• Stored data:
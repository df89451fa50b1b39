mod common;
use common::{init_db_with_data, init_db_with_trip, open_db, setup_test_db, td};

use predicates::prelude::PredicateBooleanExt;
use predicates::str::contains;

#[test]
fn test_plan_add_defaults_to_other() {
    let db_path = setup_test_db("plan_add_default");
    init_db_with_trip(&db_path);

    td().args([
        "--db", &db_path, "plan", "add", "--trip", "1", "--day", "1", "--time", "16:00",
        "--title", "Free walk",
    ])
    .assert()
    .success()
    .stdout(contains("Item 1 planned: day 1 16:00 'Free walk' [other]"));
}

#[test]
fn test_plan_add_accepts_category_aliases() {
    let db_path = setup_test_db("plan_add_alias");
    init_db_with_trip(&db_path);

    td().args([
        "--db", &db_path, "plan", "add", "--trip", "1", "--day", "1", "--time", "15:00",
        "--title", "Hotel Duomo", "--category", "hotel", "--amount", "180",
    ])
    .assert()
    .success()
    .stdout(contains("[accommodation]"));

    td().args([
        "--db", &db_path, "plan", "add", "--trip", "1", "--day", "2", "--time", "13:00",
        "--title", "Lunch", "--category", "FOOD", "--kind", "lunch",
    ])
    .assert()
    .success()
    .stdout(contains("[meal]"));
}

#[test]
fn test_plan_add_rejects_foreign_detail_flags() {
    let db_path = setup_test_db("plan_add_foreign_flag");
    init_db_with_trip(&db_path);

    // A meal has no transport mode.
    td().args([
        "--db", &db_path, "plan", "add", "--trip", "1", "--day", "1", "--time", "13:00",
        "--title", "Lunch", "--category", "meal", "--mode", "train",
    ])
    .assert()
    .failure()
    .stderr(contains("--mode does not apply to a meal item"));

    // Sightseeing has no check-in.
    td().args([
        "--db", &db_path, "plan", "add", "--trip", "1", "--day", "1", "--time", "10:00",
        "--title", "Uffizi", "--category", "sightseeing", "--check-in", "1 15:00",
    ])
    .assert()
    .failure()
    .stderr(contains("--check-in does not apply to a sightseeing item"));
}

#[test]
fn test_plan_add_validates_inputs() {
    let db_path = setup_test_db("plan_add_validation");
    init_db_with_trip(&db_path);

    td().args([
        "--db", &db_path, "plan", "add", "--trip", "1", "--day", "7", "--time", "10:00",
        "--title", "Nope",
    ])
    .assert()
    .failure()
    .stderr(contains("day 7 is outside the window 1..4"));

    td().args([
        "--db", &db_path, "plan", "add", "--trip", "1", "--day", "1", "--time", "25:00",
        "--title", "Nope",
    ])
    .assert()
    .failure()
    .stderr(contains("Invalid time format: 25:00"));

    td().args([
        "--db", &db_path, "plan", "add", "--trip", "1", "--day", "1", "--time", "10:00",
        "--title", "Nope", "--amount", "12,50",
    ])
    .assert()
    .failure()
    .stderr(contains("Invalid amount: 12,50"));

    td().args([
        "--db", &db_path, "plan", "add", "--trip", "1", "--day", "1", "--time", "10:00",
        "--title", "Nope", "--category", "picnic",
    ])
    .assert()
    .failure()
    .stderr(contains("Invalid category: picnic"));
}

#[test]
fn test_plan_list_shows_route_and_amount() {
    let db_path = setup_test_db("plan_list_route");
    init_db_with_data(&db_path);

    td().args(["--db", &db_path, "plan", "list", "--trip", "1"])
        .assert()
        .success()
        .stdout(contains("Train to Florence"))
        .stdout(contains("Rome -> Florence"))
        .stdout(contains("45.50 EUR"))
        .stdout(contains("Uffizi"))
        .stdout(contains("25.00 EUR"));
}

#[test]
fn test_plan_list_day_filter() {
    let db_path = setup_test_db("plan_list_day_filter");
    init_db_with_data(&db_path);

    td().args(["--db", &db_path, "plan", "list", "--trip", "1", "--day", "2"])
        .assert()
        .success()
        .stdout(contains("Uffizi").and(contains("Train to Florence").not()));

    td().args(["--db", &db_path, "plan", "list", "--trip", "1", "--day", "3"])
        .assert()
        .success()
        .stdout(contains("No schedule items found."));
}

#[test]
fn test_plan_edit_updates_fields() {
    let db_path = setup_test_db("plan_edit_fields");
    init_db_with_data(&db_path);

    td().args([
        "--db", &db_path, "plan", "edit", "--id", "2", "--time", "09:30", "--amount", "32",
        "--note", "Book skip-the-line tickets",
    ])
    .assert()
    .success()
    .stdout(contains("Item 2 updated."));

    td().args(["--db", &db_path, "plan", "list", "--trip", "1", "--day", "2"])
        .assert()
        .success()
        .stdout(contains("09:30"))
        .stdout(contains("32.00 EUR"));
}

#[test]
fn test_plan_edit_category_swap_resets_details() {
    let db_path = setup_test_db("plan_edit_category_swap");
    init_db_with_data(&db_path);

    // Item 1 is the transport leg Rome -> Florence. Turning it into a
    // meal must drop the route fields.
    td().args([
        "--db", &db_path, "plan", "edit", "--id", "1", "--category", "meal",
        "--place", "Trattoria Mario", "--kind", "dinner",
    ])
    .assert()
    .success();

    let conn = open_db(&db_path);
    let (category, place, detail, from_place, to_place): (String, String, String, String, String) =
        conn.query_row(
            "SELECT category, place, detail, from_place, to_place FROM schedule WHERE id = 1",
            [],
            |row| {
                Ok((
                    row.get(0)?,
                    row.get(1)?,
                    row.get(2)?,
                    row.get(3)?,
                    row.get(4)?,
                ))
            },
        )
        .expect("read item 1");

    assert_eq!(category, "meal");
    assert_eq!(place, "Trattoria Mario");
    assert_eq!(detail, "dinner");
    assert_eq!(from_place, "");
    assert_eq!(to_place, "");
}

#[test]
fn test_plan_edit_can_clear_end_time() {
    let db_path = setup_test_db("plan_edit_clear_end");
    init_db_with_data(&db_path);

    td().args(["--db", &db_path, "plan", "edit", "--id", "2", "--end", ""])
        .assert()
        .success();

    let conn = open_db(&db_path);
    let end: Option<String> = conn
        .query_row("SELECT end_time FROM schedule WHERE id = 2", [], |row| {
            row.get(0)
        })
        .expect("read end_time");
    assert_eq!(end, None);
}

#[test]
fn test_plan_del_with_yes() {
    let db_path = setup_test_db("plan_del_yes");
    init_db_with_data(&db_path);

    td().args(["--db", &db_path, "plan", "del", "--id", "1", "-y"])
        .assert()
        .success()
        .stdout(contains("Item 1 ('Train to Florence') deleted."));

    td().args(["--db", &db_path, "plan", "list", "--trip", "1"])
        .assert()
        .success()
        .stdout(contains("Train to Florence").not());
}

#[test]
fn test_plan_del_declined_keeps_the_item() {
    let db_path = setup_test_db("plan_del_declined");
    init_db_with_data(&db_path);

    td().args(["--db", &db_path, "plan", "del", "--id", "1"])
        .assert()
        .success()
        .stdout(contains("Operation cancelled."));

    td().args(["--db", &db_path, "plan", "list", "--trip", "1"])
        .assert()
        .success()
        .stdout(contains("Train to Florence"));
}

#[test]
fn test_plan_edit_unknown_item_fails() {
    let db_path = setup_test_db("plan_edit_unknown");
    init_db_with_trip(&db_path);

    td().args(["--db", &db_path, "plan", "edit", "--id", "42", "--time", "10:00"])
        .assert()
        .failure()
        .stderr(contains("Schedule item not found: 42"));
}

#[test]
fn test_transport_arrival_round_trips() {
    let db_path = setup_test_db("plan_transport_arrival");
    init_db_with_trip(&db_path);

    td().args([
        "--db", &db_path, "plan", "add", "--trip", "1", "--day", "1", "--time", "22:10",
        "--title", "Night train", "--category", "transport", "--from", "Rome",
        "--to", "Vienna", "--arrives", "2 08:45", "--booking-ref", "XJ93K",
    ])
    .assert()
    .success();

    let conn = open_db(&db_path);
    let (to_day, to_time, booking_ref): (Option<i64>, Option<String>, String) = conn
        .query_row(
            "SELECT to_day, to_time, booking_ref FROM schedule WHERE id = 1",
            [],
            |row| Ok((row.get(0)?, row.get(1)?, row.get(2)?)),
        )
        .expect("read arrival");

    assert_eq!(to_day, Some(2));
    assert_eq!(to_time.as_deref(), Some("08:45"));
    assert_eq!(booking_ref, "XJ93K");
}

• What is being asked: Some lines above contain the word "Free". Copy each of them.

• Answer space:
        "--title", "Free walk",
    .stdout(contains("Item 1 planned: day 1 16:00 'Free walk' [other]"));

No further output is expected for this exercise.